[Provided data Boundary: Start]
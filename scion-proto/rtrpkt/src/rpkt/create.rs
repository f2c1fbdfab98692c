// Copyright 2026 Anapaya Systems
//
// Licensed under the Apache License, Version 2.0 (the "License");
// you may not use this file except in compliance with the License.
// You may obtain a copy of the License at
//
//   http://www.apache.org/licenses/LICENSE-2.0
//
// Unless required by applicable law or agreed to in writing, software
// distributed under the License is distributed on an "AS IS" BASIS,
// WITHOUT WARRANTIES OR CONDITIONS OF ANY KIND, either express or implied.
// See the License for the specific language governing permissions and
// limitations under the License.

//! Assembly of a packet buffer from a packet description.

use tracing::trace;

use super::RtrPkt;
use crate::{
    context::{Dir, RouterContext},
    core::encode::{InvalidStructureError, WireEncode},
    error::RtrPktError,
    extn::model::{Extension, ExtnClass},
    header::{layout::CommonHeaderLayout, model::CommonHeader},
    l4::{L4, L4Header, checksum::l4_checksum},
    spkt::ScnPkt,
    types::LINE_LEN,
};

impl RtrPkt {
    /// Assembles a packet from its description.
    ///
    /// Sections are written in wire order: common header, address header, path, hop-by-hop
    /// extensions, end-to-end extensions, transport header and payload. The first failing
    /// section aborts the assembly.
    pub fn from_description(
        sp: &ScnPkt,
        dir_to: Dir,
        ctx: &RouterContext,
    ) -> Result<RtrPkt, RtrPktError> {
        let addr = sp.addr_header();
        let hdr_len = sp.hdr_len();
        let hdr_lines = u8::try_from(hdr_len / LINE_LEN)
            .map_err(|_| InvalidStructureError::from("header exceeds 255 lines"))?;

        let mut rp = RtrPkt::new(ctx.packet_config(), addr);
        rp.dir_to = dir_to;
        rp.cmn_hdr = CommonHeader {
            hdr_len: hdr_lines,
            ..CommonHeader::new(addr.dst_host.addr_type(), addr.src_host.addr_type())
        };
        rp.check_capacity("CommonHeader", CommonHeaderLayout::SIZE_BYTES)?;

        // Address header
        let layout = addr.layout();
        rp.encode_at("AddressHeader", CommonHeaderLayout::SIZE_BYTES, &addr)?;
        rp.idxs.set_addresses(&layout);

        // Path
        if let Some(path) = &sp.path {
            rp.encode_at("Path", rp.idxs.path, path)?;
            rp.cmn_hdr.curr_info_f = ((rp.idxs.path + path.inf_off) / LINE_LEN) as u8;
            rp.cmn_hdr.curr_hop_f = ((rp.idxs.path + path.hop_off) / LINE_LEN) as u8;
        }
        debug_assert_eq!(rp.idxs.path + sp.path.as_ref().map_or(0, |p| p.raw.len()), hdr_len);

        // Extensions
        let mut cursor = hdr_len;
        for extn in &sp.hbh_ext {
            cursor = rp.add_extn(cursor, ExtnClass::HopByHop, extn)?;
        }
        for extn in &sp.e2e_ext {
            cursor = rp.add_extn(cursor, ExtnClass::EndToEnd, extn)?;
        }
        rp.idxs.l4 = cursor;
        rp.idxs.pld = cursor;
        rp.len = cursor;

        // Transport header and payload
        if let Some(l4) = &sp.l4 {
            rp.set_l4(l4.clone())?;
        }
        rp.set_payload(sp.payload.as_deref())?;

        trace!(
            id = rp.id,
            path = rp.idxs.path,
            hbh = rp.idxs.extn.hbh().len(),
            e2e = rp.idxs.extn.e2e().len(),
            l4 = rp.idxs.l4,
            pld = rp.idxs.pld,
            len = rp.len,
            "Assembled packet"
        );
        Ok(rp)
    }

    fn add_extn(
        &mut self,
        cursor: usize,
        class: ExtnClass,
        extn: &Extension,
    ) -> Result<usize, RtrPktError> {
        let (end, link) = self.idxs.extn.append(&mut self.buf, cursor, class, extn)?;
        self.set_next_hdr(link, class.tag());
        Ok(end)
    }

    /// Sets the transport header.
    ///
    /// The header is written at the transport offset and the section before it, the last
    /// extension or the common header, is tagged with its protocol. The buffer is truncated to
    /// end with the transport header, dropping any payload.
    pub fn set_l4(&mut self, mut l4: L4) -> Result<(), RtrPktError> {
        l4.set_payload_len(0)?;
        let l4_len = self.encode_at("L4", self.idxs.l4, &l4)?;

        let tail = self.idxs.extn.tail();
        self.set_next_hdr(tail, l4.protocol());
        self.l4 = Some(l4);
        self.idxs.pld = self.idxs.l4 + l4_len;
        self.len = self.idxs.pld;
        self.update_l4();
        self.write_cmn_hdr();
        Ok(())
    }

    /// Sets or clears the payload.
    ///
    /// The payload is written behind the transport header and the buffer is truncated to end
    /// with it. Length and checksum of the transport header are recomputed.
    pub fn set_payload(&mut self, payload: Option<&[u8]>) -> Result<(), RtrPktError> {
        let payload = payload.unwrap_or_default();
        let end = self.idxs.pld + payload.len();
        self.check_capacity("Payload", end)?;
        if let Some(l4) = &mut self.l4 {
            l4.set_payload_len(payload.len())?;
        }

        self.buf[self.idxs.pld..end].copy_from_slice(payload);
        self.len = end;
        self.update_l4();
        self.write_cmn_hdr();
        Ok(())
    }

    /// Rewrites the transport header with a fresh checksum over the active payload.
    ///
    /// The length field must already match the payload.
    fn update_l4(&mut self) {
        let Some(l4) = &mut self.l4 else {
            return;
        };

        let l4_range = self.idxs.l4..self.idxs.pld;
        l4.set_checksum(0);
        l4.encode_into(&mut self.buf[l4_range.clone()]);

        let checksum = l4_checksum(
            &self.buf[CommonHeaderLayout::SIZE_BYTES..self.idxs.path],
            l4.protocol(),
            &self.buf[l4_range.clone()],
            &self.buf[self.idxs.pld..self.len],
        );
        l4.set_checksum(checksum);
        l4.encode_into(&mut self.buf[l4_range]);
    }
}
[Provided data Boundary: End]
For this exercise, output all the data exactly as shown above.

**Problem solution**
filename scion-proto/rtrpkt/src/rpkt/create.rs
repository f2c1fbdfab98692c
// Copyright 2026 Anapaya Systems
//
// Licensed under the Apache License, Version 2.0 (the "License");
// you may not use this file except in compliance with the License.
// You may obtain a copy of the License at
//
//   http://www.apache.org/licenses/LICENSE-2.0
//
// Unless required by applicable law or agreed to in writing, software
// distributed under the License is distributed on an "AS IS" BASIS,
// WITHOUT WARRANTIES OR CONDITIONS OF ANY KIND, either express or implied.
// See the License for the specific language governing permissions and
// limitations under the License.

//! Assembly of a packet buffer from a packet description.

use tracing::trace;

use super::RtrPkt;
use crate::{
    context::{Dir, RouterContext},
    core::encode::{InvalidStructureError, WireEncode},
    error::RtrPktError,
    extn::model::{Extension, ExtnClass},
    header::{layout::CommonHeaderLayout, model::CommonHeader},
    l4::{L4, L4Header, checksum::l4_checksum},
    spkt::ScnPkt,
    types::LINE_LEN,
};

impl RtrPkt {
    /// Assembles a packet from its description.
    ///
    /// Sections are written in wire order: common header, address header, path, hop-by-hop
    /// extensions, end-to-end extensions, transport header and payload. The first failing
    /// section aborts the assembly.
    pub fn from_description(
        sp: &ScnPkt,
        dir_to: Dir,
        ctx: &RouterContext,
    ) -> Result<RtrPkt, RtrPktError> {
        let addr = sp.addr_header();
        let hdr_len = sp.hdr_len();
        let hdr_lines = u8::try_from(hdr_len / LINE_LEN)
            .map_err(|_| InvalidStructureError::from("header exceeds 255 lines"))?;

        let mut rp = RtrPkt::new(ctx.packet_config(), addr);
        rp.dir_to = dir_to;
        rp.cmn_hdr = CommonHeader {
            hdr_len: hdr_lines,
            ..CommonHeader::new(addr.dst_host.addr_type(), addr.src_host.addr_type())
        };
        rp.check_capacity("CommonHeader", CommonHeaderLayout::SIZE_BYTES)?;

        // Address header
        let layout = addr.layout();
        rp.encode_at("AddressHeader", CommonHeaderLayout::SIZE_BYTES, &addr)?;
        rp.idxs.set_addresses(&layout);

        // Path
        if let Some(path) = &sp.path {
            rp.encode_at("Path", rp.idxs.path, path)?;
            rp.cmn_hdr.curr_info_f = ((rp.idxs.path + path.inf_off) / LINE_LEN) as u8;
            rp.cmn_hdr.curr_hop_f = ((rp.idxs.path + path.hop_off) / LINE_LEN) as u8;
        }
        debug_assert_eq!(rp.idxs.path + sp.path.as_ref().map_or(0, |p| p.raw.len()), hdr_len);

        // Extensions
        let mut cursor = hdr_len;
        for extn in &sp.hbh_ext {
            cursor = rp.add_extn(cursor, ExtnClass::HopByHop, extn)?;
        }
        for extn in &sp.e2e_ext {
            cursor = rp.add_extn(cursor, ExtnClass::EndToEnd, extn)?;
        }
        rp.idxs.l4 = cursor;
        rp.idxs.pld = cursor;
        rp.len = cursor;

        // Transport header and payload
        if let Some(l4) = &sp.l4 {
            rp.set_l4(l4.clone())?;
        }
        rp.set_payload(sp.payload.as_deref())?;

        trace!(
            id = rp.id,
            path = rp.idxs.path,
            hbh = rp.idxs.extn.hbh().len(),
            e2e = rp.idxs.extn.e2e().len(),
            l4 = rp.idxs.l4,
            pld = rp.idxs.pld,
            len = rp.len,
            "Assembled packet"
        );
        Ok(rp)
    }

    fn add_extn(
        &mut self,
        cursor: usize,
        class: ExtnClass,
        extn: &Extension,
    ) -> Result<usize, RtrPktError> {
        let (end, link) = self.idxs.extn.append(&mut self.buf, cursor, class, extn)?;
        self.set_next_hdr(link, class.tag());
        Ok(end)
    }

    /// Sets the transport header.
    ///
    /// The header is written at the transport offset and the section before it, the last
    /// extension or the common header, is tagged with its protocol. The buffer is truncated to
    /// end with the transport header, dropping any payload.
    pub fn set_l4(&mut self, mut l4: L4) -> Result<(), RtrPktError> {
        l4.set_payload_len(0)?;
        let l4_len = self.encode_at("L4", self.idxs.l4, &l4)?;

        let tail = self.idxs.extn.tail();
        self.set_next_hdr(tail, l4.protocol());
        self.l4 = Some(l4);
        self.idxs.pld = self.idxs.l4 + l4_len;
        self.len = self.idxs.pld;
        self.update_l4();
        self.write_cmn_hdr();
        Ok(())
    }

    /// Sets or clears the payload.
    ///
    /// The payload is written behind the transport header and the buffer is truncated to end
    /// with it. Length and checksum of the transport header are recomputed.
    pub fn set_payload(&mut self, payload: Option<&[u8]>) -> Result<(), RtrPktError> {
        let payload = payload.unwrap_or_default();
        let end = self.idxs.pld + payload.len();
        self.check_capacity("Payload", end)?;
        if let Some(l4) = &mut self.l4 {
            l4.set_payload_len(payload.len())?;
        }

        self.buf[self.idxs.pld..end].copy_from_slice(payload);
        self.len = end;
        self.update_l4();
        self.write_cmn_hdr();
        Ok(())
    }

    /// Rewrites the transport header with a fresh checksum over the active payload.
    ///
    /// The length field must already match the payload.
    fn update_l4(&mut self) {
        let Some(l4) = &mut self.l4 else {
            return;
        };

        let l4_range = self.idxs.l4..self.idxs.pld;
        l4.set_checksum(0);
        l4.encode_into(&mut self.buf[l4_range.clone()]);

        let checksum = l4_checksum(
            &self.buf[CommonHeaderLayout::SIZE_BYTES..self.idxs.path],
            l4.protocol(),
            &self.buf[l4_range.clone()],
            &self.buf[self.idxs.pld..self.len],
        );
        l4.set_checksum(checksum);
        l4.encode_into(&mut self.buf[l4_range]);
    }
}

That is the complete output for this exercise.